## Introduction

This notebook will show how to use the PySpark on a Sagemaker notebook. 

We will manipulate data through Spark using a SparkSession and upload the resulting dataframe to S3.


You can visit SageMaker Spark's GitHub repository at https://github.com/aws/sagemaker-spark to learn more about SageMaker Spark.

This notebook was created and tested on an ml.m4.xlarge notebook instance.


In [118]:
import os
import boto3
import matplotlib.pyplot as plt
import numpy as np

from pyspark import SparkContext, SparkConf
from pyspark.sql import SparkSession
from pyspark.ml import Pipeline
from pyspark.ml.feature import PCA

import sagemaker
from sagemaker import get_execution_role
import sagemaker_pyspark
from sagemaker_pyspark import *
from sagemaker_pyspark.algorithms import KMeansSageMakerEstimator, PCASageMakerEstimator
from sagemaker_pyspark.transformation.serializers import ProtobufRequestRowSerializer
from sagemaker_pyspark.transformation.deserializers import KMeansProtobufResponseRowDeserializer



We can now create the SparkSession with the SageMaker-Spark dependencies attached.


In [119]:
role = get_execution_role()

# Configure Spark to use the SageMaker Spark dependency jars
jars = sagemaker_pyspark.classpath_jars()

classpath = ":".join(sagemaker_pyspark.classpath_jars())

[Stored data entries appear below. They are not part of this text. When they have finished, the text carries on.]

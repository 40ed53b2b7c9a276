//! Screen resolution change notifications.
//!
//! The [`ScreenConfigSystem`](crate::systems::screenconfig::ScreenConfigSystem)
//! sends a [`ScreenResized`] over a `crossbeam_channel` whenever a
//! [`ScreenConfig`](crate::components::screenconfig::ScreenConfig) asks for a
//! size different from the one last applied. The host drains the receiver
//! after each frame and resizes its window or framebuffer.

use crossbeam_channel::{Receiver, Sender, unbounded};

use crate::ecs::entity::EntityId;

/// A requested resolution change.
#[derive(Debug, Clone, Copy, PartialEq, Eq)]
pub struct ScreenResized {
    /// Entity whose `ScreenConfig` requested the change.
    pub source: EntityId,
    pub width: u32,
    pub height: u32,
    pub previous_width: u32,
    pub previous_height: u32,
}

/// Create the channel pair connecting the screen system to the host.
pub fn screen_channel() -> (Sender<ScreenResized>, Receiver<ScreenResized>) {
    unbounded::<ScreenResized>()
}
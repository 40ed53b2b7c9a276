//! Events exchanged between systems and the host.
//!
//! Submodules:
//! - [`bus`] – named events with priority-ordered handlers, queued through a channel
//! - [`collision`] – contacts reported by the collision system over the bus
//! - [`screen`] – resolution change requests sent to the host over a channel
pub mod bus;
pub mod collision;
pub mod screen;
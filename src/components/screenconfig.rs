//! Screen resolution component.
//!
//! A [`ScreenConfig`] is normally attached to a single entity tagged
//! `"screen_config"`. The [`ScreenConfigSystem`] watches it and tells the host
//! when the resolution changes.
//!
//! [`ScreenConfigSystem`]: crate::systems::screenconfig::ScreenConfigSystem

use serde::{Deserialize, Serialize};

const DEFAULT_WIDTH: u32 = 1280;
const DEFAULT_HEIGHT: u32 = 720;

/// Named resolution presets.
#[derive(Clone, Copy, Debug, PartialEq, Eq)]
pub enum ScreenPreset {
    Hd,
    FullHd,
    Sd,
    Mobile,
    MobileLandscape,
}

impl ScreenPreset {
    pub const ALL: [ScreenPreset; 5] = [
        ScreenPreset::Hd,
        ScreenPreset::FullHd,
        ScreenPreset::Sd,
        ScreenPreset::Mobile,
        ScreenPreset::MobileLandscape,
    ];

    /// Parse a preset name such as `"HD"` or `"MOBILE_L"` (case-insensitive).
    pub fn from_name(name: &str) -> Option<Self> {
        match name.to_ascii_uppercase().as_str() {
            "HD" => Some(ScreenPreset::Hd),
            "FULL_HD" => Some(ScreenPreset::FullHd),
            "SD" => Some(ScreenPreset::Sd),
            "MOBILE" => Some(ScreenPreset::Mobile),
            "MOBILE_L" => Some(ScreenPreset::MobileLandscape),
            _ => None,
        }
    }

    pub fn name(self) -> &'static str {
        match self {
            ScreenPreset::Hd => "HD",
            ScreenPreset::FullHd => "FULL_HD",
            ScreenPreset::Sd => "SD",
            ScreenPreset::Mobile => "MOBILE",
            ScreenPreset::MobileLandscape => "MOBILE_L",
        }
    }

    /// Width and height in pixels.
    pub fn size(self) -> (u32, u32) {
        match self {
            ScreenPreset::Hd => (1280, 720),
            ScreenPreset::FullHd => (1920, 1080),
            ScreenPreset::Sd => (800, 600),
            ScreenPreset::Mobile => (360, 640),
            ScreenPreset::MobileLandscape => (640, 360),
        }
    }
}

/// Requested screen resolution in pixels.
#[derive(Clone, Copy, Debug, PartialEq, Eq, Serialize, Deserialize)]
#[serde(default)]
pub struct ScreenConfig {
    pub width: u32,
    pub height: u32,
}

impl Default for ScreenConfig {
    fn default() -> Self {
        Self {
            width: DEFAULT_WIDTH,
            height: DEFAULT_HEIGHT,
        }
    }
}

impl ScreenConfig {
    pub fn new(width: u32, height: u32) -> Self {
        Self { width, height }
    }

    pub fn from_preset(preset: ScreenPreset) -> Self {
        let (width, height) = preset.size();
        Self { width, height }
    }

    /// Switch to a named preset. Unknown names leave the resolution untouched
    /// and return `false`.
    pub fn set_resolution(&mut self, preset: &str) -> bool {
        match ScreenPreset::from_name(preset) {
            Some(p) => {
                (self.width, self.height) = p.size();
                true
            }
            None => false,
        }
    }
}
//! Semi-implicit Euler integration.
//!
//! Every matched entity first has its vertical velocity advanced by gravity,
//! then its position advanced by the new velocity. Entities whose `y` leaves
//! the configured [`PhysicsBounds`] are deactivated and lose the despawn tag,
//! so tag-based counts stop seeing them; the periodic cleanup erases them.

use log::debug;

use crate::components::physics::Physics;
use crate::components::transform::Transform;
use crate::ecs::component::{ComponentKind, ComponentSet};
use crate::ecs::error::SystemResult;
use crate::ecs::system::{System, SystemBase, SystemContext, SystemPriority};
use crate::resources::gameconfig::PhysicsBounds;

pub struct PhysicsSystem {
    base: SystemBase,
    bounds: PhysicsBounds,
}

impl Default for PhysicsSystem {
    fn default() -> Self {
        Self::new()
    }
}

impl PhysicsSystem {
    pub const NAME: &'static str = "physics";

    pub fn new() -> Self {
        Self::with_bounds(PhysicsBounds::default())
    }

    pub fn with_bounds(bounds: PhysicsBounds) -> Self {
        Self {
            base: SystemBase::new(
                Self::NAME,
                SystemPriority::PHYSICS,
                ComponentSet::of(&[ComponentKind::Transform, ComponentKind::Physics]),
            ),
            bounds,
        }
    }

    pub fn bounds(&self) -> &PhysicsBounds {
        &self.bounds
    }
}

impl System for PhysicsSystem {
    fn base(&self) -> &SystemBase {
        &self.base
    }

    fn base_mut(&mut self) -> &mut SystemBase {
        &mut self.base
    }

    fn update(&mut self, dt: f32, ctx: &mut SystemContext<'_, '_>) -> SystemResult {
        for id in self.base.matched().iter() {
            let (dx, dy) = ctx.component_mut::<Physics>(id).integrate(dt);
            let transform = ctx.component_mut::<Transform>(id);
            transform.translate(dx, dy);
            let y = transform.y;

            if !self.bounds.contains(y) {
                if let Some(entity) = ctx.entity_mut(id) {
                    if entity.is_active() {
                        debug!("entity {} left the play area at y={}", id, y);
                    }
                    entity.deactivate();
                    entity.remove_tag(&self.bounds.despawn_tag);
                }
            }
        }
        Ok(())
    }
}

#[cfg(test)]
mod tests {
    use super::*;

    #[test]
    fn requires_transform_and_physics() {
        let system = PhysicsSystem::new();
        let required = system.required_components();
        assert!(required.contains(ComponentKind::Transform));
        assert!(required.contains(ComponentKind::Physics));
        assert_eq!(required.len(), 2);
        assert_eq!(system.priority(), SystemPriority::PHYSICS);
    }
}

# See the SageMaker Spark Github to learn how to connect to EMR from a notebook instance
spark = SparkSession.builder.config("spark.driver.extraClassPath", classpath)\
    .master("local[*]").getOrCreate()
    
spark


## Loading the Data

Now, we load the MovieLens dataset into a Spark Dataframe.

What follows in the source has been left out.